AIM OF THE TASK ▸
From the listing below, copy only the lines from the line that contains "fn import_view() ->" to the line that contains "pub fn build_router(state: AppState)", counting those two lines as part of the copy.

INPUT DATA ▸
= = = =

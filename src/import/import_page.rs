use axum::response::{IntoResponse, Response};
use maud::{Markup, html};

use crate::{
    endpoints,
    html::{
        BUTTON_PRIMARY_STYLE, FORM_TEXT_INPUT_STYLE, PAGE_CONTAINER_STYLE, base, link,
        loading_spinner,
    },
};

fn upload_form_view() -> Markup {
    let upload_route = endpoints::DATASETS_API;
    let spinner = loading_spinner();

    html! {
        form
            hx-post=(upload_route)
            enctype="multipart/form-data"
            hx-disabled-elt="#files, #submit-button"
            hx-indicator="#indicator"
            hx-swap="innerHTML"
            hx-target="#import-result"
            hx-target-error="#import-result"
            class="space-y-4 md:space-y-6"
        {
            div
            {
                label
                    for="files"
                    class="block mb-2 text-sm font-medium text-gray-900 dark:text-white"
                {
                    "Choose file(s) to upload"
                }

                input
                    id="files"
                    type="file"
                    name="files"
                    accept=".json,.csv,application/json,text/csv"
                    placeholder="files"
                    multiple
                    required
                    class=(FORM_TEXT_INPUT_STYLE);

                p
                {
                    "Upload JSON or CSV files of transaction records. Each file \
                    becomes a dataset you can pick on the dashboard."
                }
            }

            button
                type="submit"
                id="submit-button"
                class=(BUTTON_PRIMARY_STYLE)
            {
                span class="inline htmx-indicator" id="indicator" { (spinner) }
                " Upload Files"
            }
        }
    }
}

fn import_view() -> Markup {
    let form = upload_form_view();

    let content = html! {
        main class=(PAGE_CONTAINER_STYLE)
        {
            header class="flex justify-between flex-wrap items-end mb-6"
            {
                h1 class="text-xl font-bold" { "Import Datasets" }

                (link(endpoints::DASHBOARD_VIEW, "Back to dashboard"))
            }

            div class="max-w-xl"
            {
                (form)

                div id="import-result" class="mt-6" {}
            }
        }
    };

    base("Import Datasets", &content)
}

/// Route handler for the dataset import page.
pub async fn get_import_page() -> Response {
    import_view().into_response()
}
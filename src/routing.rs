//! Application router configuration.

use axum::{
    Router,
    http::StatusCode,
    response::{Html, IntoResponse, Redirect, Response},
    routing::{get, post},
};
use tower_http::services::ServeDir;

use crate::{
    AppState,
    assistant::ask_assistant,
    dashboard::{
        get_dashboard_page, get_monthly_rewards_partial, get_total_rewards_partial,
        get_transactions_partial,
    },
    endpoints,
    import::{get_import_page, upload_datasets},
    internal_server_error::get_internal_server_error_page,
    not_found::get_404_not_found,
};

/// Return a router with all the app's routes.
pub fn build_router(state: AppState) -> Router {
    Router::new()
        .route(endpoints::ROOT, get(get_index_page))
        .route(endpoints::DASHBOARD_VIEW, get(get_dashboard_page))
        .route(
            endpoints::TRANSACTIONS_PARTIAL,
            get(get_transactions_partial),
        )
        .route(
            endpoints::MONTHLY_REWARDS_PARTIAL,
            get(get_monthly_rewards_partial),
        )
        .route(
            endpoints::TOTAL_REWARDS_PARTIAL,
            get(get_total_rewards_partial),
        )
        .route(endpoints::IMPORT_VIEW, get(get_import_page))
        .route(endpoints::DATASETS_API, post(upload_datasets))
        .route(endpoints::ASSISTANT_API, post(ask_assistant))
        .route(
            endpoints::INTERNAL_ERROR_VIEW,
            get(get_internal_server_error_page),
        )
        .route(endpoints::COFFEE, get(get_coffee))
        .nest_service(endpoints::STATIC, ServeDir::new("static/"))
        .fallback(get_404_not_found)
        .with_state(state)
}

/// Attempt to get a cup of coffee from the server.
async fn get_coffee() -> Response {
    (StatusCode::IM_A_TEAPOT, Html("I'm a teapot")).into_response()
}

/// The root path '/' redirects to the dashboard page.
async fn get_index_page() -> Redirect {
    Redirect::to(endpoints::DASHBOARD_VIEW)
}
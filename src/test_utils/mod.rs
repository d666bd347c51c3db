#![allow(missing_docs)]

pub(crate) mod fixtures;
pub(crate) mod form;
pub(crate) mod html;

pub(crate) use fixtures::{InMemorySource, StubAssistant, raw_transaction};
pub(crate) use form::{
    assert_form_input, assert_form_submit_button, assert_hx_endpoint, must_get_form,
};
pub(crate) use html::{assert_valid_html, parse_html_document, parse_html_fragment};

= = = =

TASK SOLUTION ▸
fn import_view() -> Markup {
    let form = upload_form_view();

    let content = html! {
        main class=(PAGE_CONTAINER_STYLE)
        {
            header class="flex justify-between flex-wrap items-end mb-6"
            {
                h1 class="text-xl font-bold" { "Import Datasets" }

                (link(endpoints::DASHBOARD_VIEW, "Back to dashboard"))
            }

            div class="max-w-xl"
            {
                (form)

                div id="import-result" class="mt-6" {}
            }
        }
    };

    base("Import Datasets", &content)
}

/// Route handler for the dataset import page.
pub async fn get_import_page() -> Response {
    import_view().into_response()
}
filename src/routing.rs
//! Application router configuration.

use axum::{
    Router,
    http::StatusCode,
    response::{Html, IntoResponse, Redirect, Response},
    routing::{get, post},
};
use tower_http::services::ServeDir;

use crate::{
    AppState,
    assistant::ask_assistant,
    dashboard::{
        get_dashboard_page, get_monthly_rewards_partial, get_total_rewards_partial,
        get_transactions_partial,
    },
    endpoints,
    import::{get_import_page, upload_datasets},
    internal_server_error::get_internal_server_error_page,
    not_found::get_404_not_found,
};

/// Return a router with all the app's routes.
pub fn build_router(state: AppState) -> Router {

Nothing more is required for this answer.